The analysts note that it “would take a lot to shake investor confidence in US Treasury debt as the ultimate safe asset” and that the debt is more sustainable if judged by looking at inflation-adjusted interest expense, a measure preferred by Treasury Secretary Janet Yellen. In only 30% of Bloomberg simulations did that metric exceed Yellen’s preferred threshold of 2% of GDP.

Still, the Bloomberg team concludes that getting the debt to a truly sustainable path will take congressional action — and the prospects for that in the absence of a crisis appear remote given current partisan divisions.

Op-Ed of the Day: Is It Time to Revive the Public Option?

The Editorial Board at Bloomberg News reminds us Tuesday that the U.S. healthcare system remains an anomaly, combining the highest costs among its peers with the worst results as measured by life expectancy.

“America’s approach to health care is an outlier among the world’s rich countries, and not in a good way,” the Bloomberg editors write. “Extraordinarily complex and hideously expensive, it still manages to leave some 26 million people without coverage.”

Although the Affordable Care Act offered some improvements, coverage and cost remain serious problems. The Bloomberg editors argue that a public option for health insurance run by the government — a feature dropped from the ACA amid political pressure from special interests — could offer an alternative with the potential to slow and perhaps reverse the rise in costs, even as it provides coverage to more people. “Like Medicare, it would save money by negotiating prices and cutting costs,” the editors write.

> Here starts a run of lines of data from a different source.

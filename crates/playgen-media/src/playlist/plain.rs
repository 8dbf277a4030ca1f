//! Plain text: one URL per line, nothing else.

use std::io::{self, Write};

use super::PlaylistWriter;

/// Writes bare URL lists.
#[derive(Debug, Clone, Copy, Default)]
pub struct PlainWriter;

impl PlaylistWriter for PlainWriter {
    fn entry(&self, out: &mut dyn Write, _position: usize, url: &str, _title: &str) -> io::Result<()> {
        writeln!(out, "{}", url)
    }
}
//! Core type definitions shared by the generator, checker and serializers.

use serde::{Deserialize, Serialize};

/// One generated playlist entry.
#[derive(Debug, Clone, PartialEq, Eq, Serialize, Deserialize)]
pub struct Entry {
    /// Position in the requested numeric range.
    pub index: u64,
    /// The bare URL produced from the link template.
    pub url: String,
    /// Display title; serializers fall back to the URL when unset.
    #[serde(default, skip_serializing_if = "Option::is_none")]
    pub title: Option<String>,
}

impl Entry {
    /// Create an entry titled `Track {index}`.
    pub fn new(index: u64, url: impl Into<String>) -> Self {
        Self {
            index,
            url: url.into(),
            title: Some(format!("Track {}", index)),
        }
    }

    /// Create an entry without a title.
    pub fn untitled(index: u64, url: impl Into<String>) -> Self {
        Self {
            index,
            url: url.into(),
            title: None,
        }
    }

    /// The title to write, defaulting to the bare URL.
    pub fn title(&self) -> &str {
        self.title.as_deref().unwrap_or(&self.url)
    }
}

/// Text wrapped around every URL at write time.
///
/// Distinct from the link template's own prefix/suffix: the template builds
/// the URL that gets verified, the wrap only decorates what gets written.
#[derive(Debug, Clone, Default, PartialEq, Eq, Serialize, Deserialize)]
pub struct UrlWrap {
    #[serde(default)]
    pub prefix: Option<String>,
    #[serde(default)]
    pub suffix: Option<String>,
}

impl UrlWrap {
    pub fn new(prefix: Option<String>, suffix: Option<String>) -> Self {
        Self { prefix, suffix }
    }

    /// `prefix + url + suffix`, with unset parts treated as empty.
    pub fn apply(&self, url: &str) -> String {
        let prefix = self.prefix.as_deref().unwrap_or("");
        let suffix = self.suffix.as_deref().unwrap_or("");
        let mut out = String::with_capacity(prefix.len() + url.len() + suffix.len());
        out.push_str(prefix);
        out.push_str(url);
        out.push_str(suffix);
        out
    }

    pub fn is_empty(&self) -> bool {
        self.prefix.as_deref().map_or(true, str::is_empty)
            && self.suffix.as_deref().map_or(true, str::is_empty)
    }
}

Some states are experimenting with public options that could provide models for a national program. Lawmakers in Congress are also working on versions of a national plan, including a proposal from Sens. Michael Bennet and Tim Kaine, which would expand Medicare in underserved parts of the country.

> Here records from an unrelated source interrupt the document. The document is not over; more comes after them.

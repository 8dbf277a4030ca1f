pub mod executor;
pub mod output;

pub use executor::{Pipeline, ProgressCallback, ProgressEvent, RunSummary};
pub use output::OutputTarget;

use playgen_common::{Error, LinkTemplate, Result, UrlWrap};
use playgen_media::PlaylistFormat;
use std::ops::RangeInclusive;

/// Default number of verification workers
pub const DEFAULT_WORKERS: usize = 4;

/// Everything a single generation run needs. Built once, never mutated by the
/// run itself.
#[derive(Debug, Clone)]
pub struct PipelineConfig {
    /// URL template containing one `*`.
    pub link_template: String,
    pub start: i64,
    pub end: i64,
    /// Zero-padding width for the index, 0 for none.
    pub padding: usize,
    pub format: PlaylistFormat,
    pub verify: bool,
    pub verbose: bool,
    /// Verification worker count, always at least 1.
    pub workers: usize,
    /// Text wrapped around each URL at write time.
    pub wrap: UrlWrap,
}

impl PipelineConfig {
    pub fn new(link_template: impl Into<String>, start: i64, end: i64) -> Self {
        Self {
            link_template: link_template.into(),
            start,
            end,
            padding: 0,
            format: PlaylistFormat::Plain,
            verify: false,
            verbose: false,
            workers: DEFAULT_WORKERS,
            wrap: UrlWrap::default(),
        }
    }

    pub fn with_padding(mut self, padding: usize) -> Self {
        self.padding = padding;
        self
    }

    pub fn with_format(mut self, format: PlaylistFormat) -> Self {
        self.format = format;
        self
    }

    pub fn with_verify(mut self, verify: bool) -> Self {
        self.verify = verify;
        self
    }

    pub fn with_verbose(mut self, verbose: bool) -> Self {
        self.verbose = verbose;
        self
    }

    /// Set the worker count, flooring it at 1.
    pub fn with_workers(mut self, workers: usize) -> Self {
        self.workers = workers.max(1);
        self
    }

    pub fn with_wrap(mut self, wrap: UrlWrap) -> Self {
        self.wrap = wrap;
        self
    }

    /// Number of indices in the range, or 0 when the range is invalid.
    pub fn range_len(&self) -> u64 {
        if self.start > self.end {
            return 0;
        }
        self.end.abs_diff(self.start) + 1
    }

    /// Check the range and split the template.
    ///
    /// Nothing may be generated or written unless this succeeds.
    pub fn validate(&self) -> Result<(LinkTemplate, RangeInclusive<u64>)> {
        if self.start <= 0 || self.end <= 0 {
            return Err(Error::configuration(format!(
                "Start and end must be positive (got {}..{})",
                self.start, self.end
            )));
        }

        if self.start > self.end {
            return Err(Error::configuration(format!(
                "Start value cannot be greater than end value ({} > {})",
                self.start, self.end
            )));
        }

        let template = LinkTemplate::parse(&self.link_template)?;

        Ok((template, self.start as u64..=self.end as u64))
    }
}

#[cfg(test)]
mod tests {
    use super::*;
    use assert_matches::assert_matches;

    #[test]
    fn test_validate_ok() {
        let config = PipelineConfig::new("http://x.test/ep_*.mp3", 1, 3);
        let (template, range) = config.validate().unwrap();
        assert_eq!(template.prefix(), "http://x.test/ep_");
        assert_eq!(range, 1..=3);
    }

    #[test]
    fn test_validate_single_index() {
        let config = PipelineConfig::new("*", 5, 5);
        let (_, range) = config.validate().unwrap();
        assert_eq!(range.count(), 1);
    }

    #[test]
    fn test_validate_reversed_range() {
        let config = PipelineConfig::new("http://x.test/ep_*.mp3", 5, 2);
        assert_matches!(config.validate(), Err(Error::Configuration(msg)) if msg.contains("greater"));
    }

    #[test]
    fn test_validate_non_positive() {
        assert_matches!(
            PipelineConfig::new("*", 0, 3).validate(),
            Err(Error::Configuration(_))
        );
        assert_matches!(
            PipelineConfig::new("*", -4, -1).validate(),
            Err(Error::Configuration(_))
        );
    }

    #[test]
    fn test_validate_missing_wildcard() {
        let config = PipelineConfig::new("http://x.test/ep.mp3", 1, 3);
        assert_matches!(config.validate(), Err(Error::Configuration(_)));
    }

    #[test]
    fn test_workers_floor() {
        let config = PipelineConfig::new("*", 1, 1).with_workers(0);
        assert_eq!(config.workers, 1);
        let config = PipelineConfig::new("*", 1, 1).with_workers(64);
        assert_eq!(config.workers, 64);
    }

    #[test]
    fn test_range_len() {
        assert_eq!(PipelineConfig::new("*", 1, 3).range_len(), 3);
        assert_eq!(PipelineConfig::new("*", 7, 7).range_len(), 1);
        assert_eq!(PipelineConfig::new("*", 5, 2).range_len(), 0);
    }
}
//! Playgen - playlist generation from numbered URL templates
//!
//! This library crate exposes the generation pipeline for integration testing.
//!
//! - `config` - optional TOML defaults file
//! - `verify` - HEAD-request reachability checks on a bounded worker pool
//! - `pipeline` - generate, verify, filter and write one playlist

pub mod config;
pub mod pipeline;
pub mod verify;

pub use playgen_common::{Entry, Error, LinkTemplate, Result, UrlWrap};
pub use playgen_media::PlaylistFormat;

Whatever the details, it’s clear that the country needs new options, the editors say, even if implementing anything new will be a difficult politically. “[T]he existing system is undeniably failing,” they write. “In poll after poll, Americans say rising health-care costs are a top concern. States should keep on trying new approaches to see what works. And Washington should put the Medicare-based public option — perhaps the most promising way to solve the system’s biggest problems — back on the agenda.”